El Gobierno nacional avanza con un plan de desguace del Correo Argentino que ya lleva 300 sucursales cerradas de un total de 900 previstas, 6.000 retiros voluntarios y 300 despidos directos. La planta de personal pasó de 18.000 a 11.000 empleados y desde la Federación de Obreros y Empleados de Correos y Telecomunicaciones (FOECYT) denuncian que el objetivo final es vaciar la empresa para facilitar su privatización y vender el paquete accionario y los edificios donde funcionan las sucursales. «Es una política de achicamiento y vaciamiento. Quieren achicar la empresa para venderla en buenas condiciones», afirmó el secretario general del gremio, Alberto Cejas, quien señaló que el mismo esquema se aplica con Trenes Argentinos.
Las provincias más afectadas son San Luis, Catamarca, Mendoza y Santiago del Estero, pero el impacto se extiende por todo el interior del país. Son las localidades más pequeñas y remotas las que más sufren los cierres, porque el correo estatal es allí muchas veces el único acceso a servicios públicos, en tanto no hay sucursales de bancos o de ANSES. En Villa Manzano, Neuquén, por ejemplo, el intendente Daniel Hernández ofreció renovar el comodato del edificio y hacerse cargo de todos los gastos de luz y gas, pero ni eso alcanzó para evitar el cierre. Los vecinos deben recorrer ahora 60 kilómetros por ruta para llegar a la sucursal más próxima. «Nos duele profundamente: pérdida de un servicio indispensable, incomodidad para los adultos mayores, dificultades para trabajadores y emprendedores», expresó el intendente. Situaciones similares se repiten en decenas de localidades de todo el país.
En varios de esos lugares el servicio postal es reemplazado por «Puntos Correo» que funcionan en locales comerciales privados. Desde el gremio cuestionan la medida, considerando que es más cara que mantener una oficina abierta, no garantiza la totalidad de los servicios y precariza la atención para vecinos que ya de por sí tienen pocas alternativas. El titular de FOECYT denunció además que hay más de 100 funcionarios políticos en la gerencia con «sueldos millonarios» que distorsionan las estadísticas salariales de la empresa: «Cuando incorporan sus sueldos al promedio, maquillan los números. Los trabajadores cobran entre 700.000 y 900.000 pesos», explicó Cejas.

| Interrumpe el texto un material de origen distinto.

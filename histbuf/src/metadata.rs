//! Free-form metadata and presentation hints
//!
//! Most nodes can carry a [`Metadata`] blob for application data and a
//! [`Decoration`] blob for styling. Both are opaque strings tagged with a
//! language; when the language is a JSON dialect the string must parse.

use std::rc::{Rc, Weak};

use histbuf_core::wire::{DecorationRecord, MetadataRecord};
use histbuf_core::{DecorationLanguage, MetadataLanguage};

use crate::attribute::{Claims, Field, FieldDesc};
use crate::error::{structure, Result};
use crate::node::{Link, NodeInner};
use crate::validate::{Shape, Validate};

fn check_json(owner: &str, language: &str, data: &str) -> Result<()> {
    serde_json::from_str::<serde_json::Value>(data)
        .map(|_| ())
        .map_err(|e| structure(format!("{owner}.data is declared {language} but does not parse: {e}")))
}

static METADATA_DATA: FieldDesc = FieldDesc::new("Metadata", "data").required();
static METADATA_LANGUAGE: FieldDesc = FieldDesc::new("Metadata", "language");

pub(crate) struct MetadataInner {
    link: Link,
    data: Field<String>,
    language: Field<MetadataLanguage>,
}

node_handle!(
    /// Application-defined data attached to a node
    Metadata,
    MetadataInner
);

impl Metadata {
    pub fn new(data: impl Into<String>) -> Self {
        Self(Rc::new(MetadataInner {
            link: Link::default(),
            data: Field::new(&METADATA_DATA, data.into()),
            language: Field::new(&METADATA_LANGUAGE, MetadataLanguage::default()),
        }))
    }

    /// Metadata that must be valid JSON
    pub fn json(data: impl Into<String>) -> Self {
        let metadata = Self::new(data);
        metadata.set_language(MetadataLanguage::Json);
        metadata
    }

    pub fn data(&self) -> String {
        self.0.data.get()
    }

    pub fn set_data(&self, data: impl Into<String>) {
        self.0.data.set(data.into());
    }

    pub fn language(&self) -> MetadataLanguage {
        self.0.language.get()
    }

    pub fn set_language(&self, language: MetadataLanguage) {
        self.0.language.set(language);
    }

    pub(crate) fn from_record(record: &Rc<MetadataRecord>, parent: Weak<dyn NodeInner>) -> Self {
        Self(Rc::new(MetadataInner {
            link: Link::attached(parent),
            data: Field::new(&METADATA_DATA, record.data.clone()),
            language: Field::new(&METADATA_LANGUAGE, record.language),
        }))
    }

    pub(crate) fn to_record(&self) -> MetadataRecord {
        MetadataRecord {
            data: self.data(),
            language: self.language(),
        }
    }
}

impl Validate for Metadata {
    fn validate(&self, context: &[usize]) -> Result<Shape> {
        if self.language() == MetadataLanguage::Json {
            self.0
                .data
                .with(|data| check_json("Metadata", "json", data))?;
        }
        Ok(context.to_vec())
    }
}

static DECORATION_DATA: FieldDesc = FieldDesc::new("Decoration", "data").required();
static DECORATION_LANGUAGE: FieldDesc = FieldDesc::new("Decoration", "language");

pub(crate) struct DecorationInner {
    link: Link,
    data: Field<String>,
    language: Field<DecorationLanguage>,
}

node_handle!(
    /// Styling hints for plotting front-ends
    Decoration,
    DecorationInner
);

impl Decoration {
    pub fn new(data: impl Into<String>) -> Self {
        Self(Rc::new(DecorationInner {
            link: Link::default(),
            data: Field::new(&DECORATION_DATA, data.into()),
            language: Field::new(&DECORATION_LANGUAGE, DecorationLanguage::default()),
        }))
    }

    pub fn with_language(self, language: DecorationLanguage) -> Self {
        self.set_language(language);
        self
    }

    pub fn data(&self) -> String {
        self.0.data.get()
    }

    pub fn set_data(&self, data: impl Into<String>) {
        self.0.data.set(data.into());
    }

    pub fn language(&self) -> DecorationLanguage {
        self.0.language.get()
    }

    pub fn set_language(&self, language: DecorationLanguage) {
        self.0.language.set(language);
    }

    pub(crate) fn from_record(record: &Rc<DecorationRecord>, parent: Weak<dyn NodeInner>) -> Self {
        Self(Rc::new(DecorationInner {
            link: Link::attached(parent),
            data: Field::new(&DECORATION_DATA, record.data.clone()),
            language: Field::new(&DECORATION_LANGUAGE, record.language),
        }))
    }

    pub(crate) fn to_record(&self) -> DecorationRecord {
        DecorationRecord {
            data: self.data(),
            language: self.language(),
        }
    }
}

impl Validate for Decoration {
    fn validate(&self, context: &[usize]) -> Result<Shape> {
        let language = self.language();
        if matches!(language, DecorationLanguage::Vega | DecorationLanguage::RootJson) {
            self.0
                .data
                .with(|data| check_json("Decoration", language.name(), data))?;
        }
        Ok(context.to_vec())
    }
}

pub(crate) fn metadata_record(metadata: Option<Metadata>) -> Option<Rc<MetadataRecord>> {
    metadata.map(|m| Rc::new(m.to_record()))
}

/// Field descriptors of the presentation fields of one node type
pub(crate) struct AnnotationDescs {
    title: FieldDesc,
    metadata: FieldDesc,
    decoration: FieldDesc,
}

impl AnnotationDescs {
    pub(crate) const fn new(owner: &'static str) -> Self {
        Self {
            title: FieldDesc::new(owner, "title"),
            metadata: FieldDesc::new(owner, "metadata"),
            decoration: FieldDesc::new(owner, "decoration"),
        }
    }
}

/// Title, metadata and decoration, shared by most node types
pub(crate) struct Annotations {
    descs: &'static AnnotationDescs,
    title: Field<String>,
    metadata: Field<Option<Metadata>>,
    decoration: Field<Option<Decoration>>,
}

impl Annotations {
    pub(crate) fn new(descs: &'static AnnotationDescs) -> Self {
        Self {
            descs,
            title: Field::new(&descs.title, String::new()),
            metadata: Field::new(&descs.metadata, None),
            decoration: Field::new(&descs.decoration, None),
        }
    }

    /// Presentation fields of a decoded node whose handle is `parent`
    pub(crate) fn decoded(
        descs: &'static AnnotationDescs,
        title: &str,
        metadata: &Option<Rc<MetadataRecord>>,
        decoration: &Option<Rc<DecorationRecord>>,
        parent: &Weak<dyn NodeInner>,
    ) -> Self {
        Self {
            descs,
            title: Field::new(&descs.title, title.to_string()),
            metadata: Field::lazy(&descs.metadata, &Rc::new(metadata.clone()), parent, |r, me| {
                r.as_ref().map(|m| Metadata::from_record(m, me.clone()))
            }),
            decoration: Field::lazy(&descs.decoration, &Rc::new(decoration.clone()), parent, |r, me| {
                r.as_ref().map(|d| Decoration::from_record(d, me.clone()))
            }),
        }
    }

    pub(crate) fn title(&self) -> String {
        self.title.get()
    }

    pub(crate) fn set_title(&self, title: String) {
        self.title.set(title);
    }

    pub(crate) fn metadata(&self) -> Option<Metadata> {
        self.metadata.get()
    }

    pub(crate) fn set_metadata(&self, metadata: Option<Metadata>, owner: &Weak<dyn NodeInner>) -> Result<()> {
        Claims::new()
            .opt(&self.descs.metadata, &metadata)
            .commit(owner)?;
        self.metadata.set(metadata);
        Ok(())
    }

    pub(crate) fn decoration(&self) -> Option<Decoration> {
        self.decoration.get()
    }

    pub(crate) fn set_decoration(
        &self,
        decoration: Option<Decoration>,
        owner: &Weak<dyn NodeInner>,
    ) -> Result<()> {
        Claims::new()
            .opt(&self.descs.decoration, &decoration)
            .commit(owner)?;
        self.decoration.set(decoration);
        Ok(())
    }

    pub(crate) fn validate(&self, context: &[usize]) -> Result<()> {
        self.metadata().validate(context)?;
        self.decoration().validate(context)?;
        Ok(())
    }

    pub(crate) fn metadata_record(&self) -> Option<Rc<MetadataRecord>> {
        metadata_record(self.metadata())
    }

    pub(crate) fn decoration_record(&self) -> Option<Rc<DecorationRecord>> {
        self.decoration().map(|d| Rc::new(d.to_record()))
    }
}

/// Public title/metadata/decoration accessors for a handle whose inner
/// struct has an `annotations` field
macro_rules! annotated {
    ($name:ident) => {
        impl $name {
            pub fn title(&self) -> String {
                self.0.annotations.title()
            }

            pub fn set_title(&self, title: impl Into<String>) {
                self.0.annotations.set_title(title.into());
            }

            pub fn with_title(self, title: impl Into<String>) -> Self {
                self.set_title(title);
                self
            }

            pub fn metadata(&self) -> Option<$crate::metadata::Metadata> {
                self.0.annotations.metadata()
            }

            pub fn set_metadata(
                &self,
                metadata: Option<$crate::metadata::Metadata>,
            ) -> $crate::error::Result<()> {
                self.0.annotations.set_metadata(metadata, &self.weak())
            }

            pub fn with_metadata(
                self,
                metadata: $crate::metadata::Metadata,
            ) -> $crate::error::Result<Self> {
                self.set_metadata(Some(metadata))?;
                Ok(self)
            }

            pub fn decoration(&self) -> Option<$crate::metadata::Decoration> {
                self.0.annotations.decoration()
            }

            pub fn set_decoration(
                &self,
                decoration: Option<$crate::metadata::Decoration>,
            ) -> $crate::error::Result<()> {
                self.0.annotations.set_decoration(decoration, &self.weak())
            }

            pub fn with_decoration(
                self,
                decoration: $crate::metadata::Decoration,
            ) -> $crate::error::Result<Self> {
                self.set_decoration(Some(decoration))?;
                Ok(self)
            }
        }
    };
}

#[cfg(test)]
mod tests {
    use super::*;

    #[test]
    fn test_json_metadata_must_parse() {
        assert!(Metadata::json(r#"{"run": 42}"#).validate(&[]).is_ok());
        let err = Metadata::json("{run: 42").validate(&[]).unwrap_err();
        assert!(err.is_structural());

        // unspecified language is opaque
        assert!(Metadata::new("{run: 42").validate(&[]).is_ok());
    }

    #[test]
    fn test_decoration_languages() {
        let css = Decoration::new("color: red").with_language(DecorationLanguage::Css);
        assert!(css.validate(&[]).is_ok());

        let vega = Decoration::new("color: red").with_language(DecorationLanguage::Vega);
        assert!(vega.validate(&[]).is_err());
        vega.set_data(r#"{"mark": "bar"}"#);
        assert!(vega.validate(&[]).is_ok());
    }
}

El conflicto salarial agrava el cuadro. La empresa ofreció un aumento del 6,6% que el gremio rechazó de plano y calificó de «burla», y reclamando un 15% para empezar a recuperar el poder adquisitivo perdido. FOECYT presentó un pedido formal de reapertura urgente de las paritarias, advirtiendo que los salarios están en el límite de la indigencia. Cejas fue explícito sobre las consecuencias de reclamar: «Pedir un salario digno hoy está penado con el despido». En ese contexto, la Legislatura bonaerense recibió proyectos de repudio al plan de cierres, con legisladores que advirtieron que las medidas muestran «una clara ausencia de conocimiento del territorio y de las necesidades del vecino, y del rol social que cumple el Correo Argentino».
En diciembre, la empresa incorporó 240 robots e inteligencia artificial para la clasificación automática de paquetería, tecnología que el gremio lee como una señal inequívoca del destino final del proceso. «El que la compre va a tener una empresa con la última tecnología incorporada y no va a requerir inversión para modernizar», señalaron desde FOECYT. La lectura sindical es que el Gobierno está poniendo a punto la empresa para entregarla al mejor postor, en un proceso que beneficiaría directamente a las principales competidoras privadas, debilitando aún más al Estado y perjudicando a los usuarios.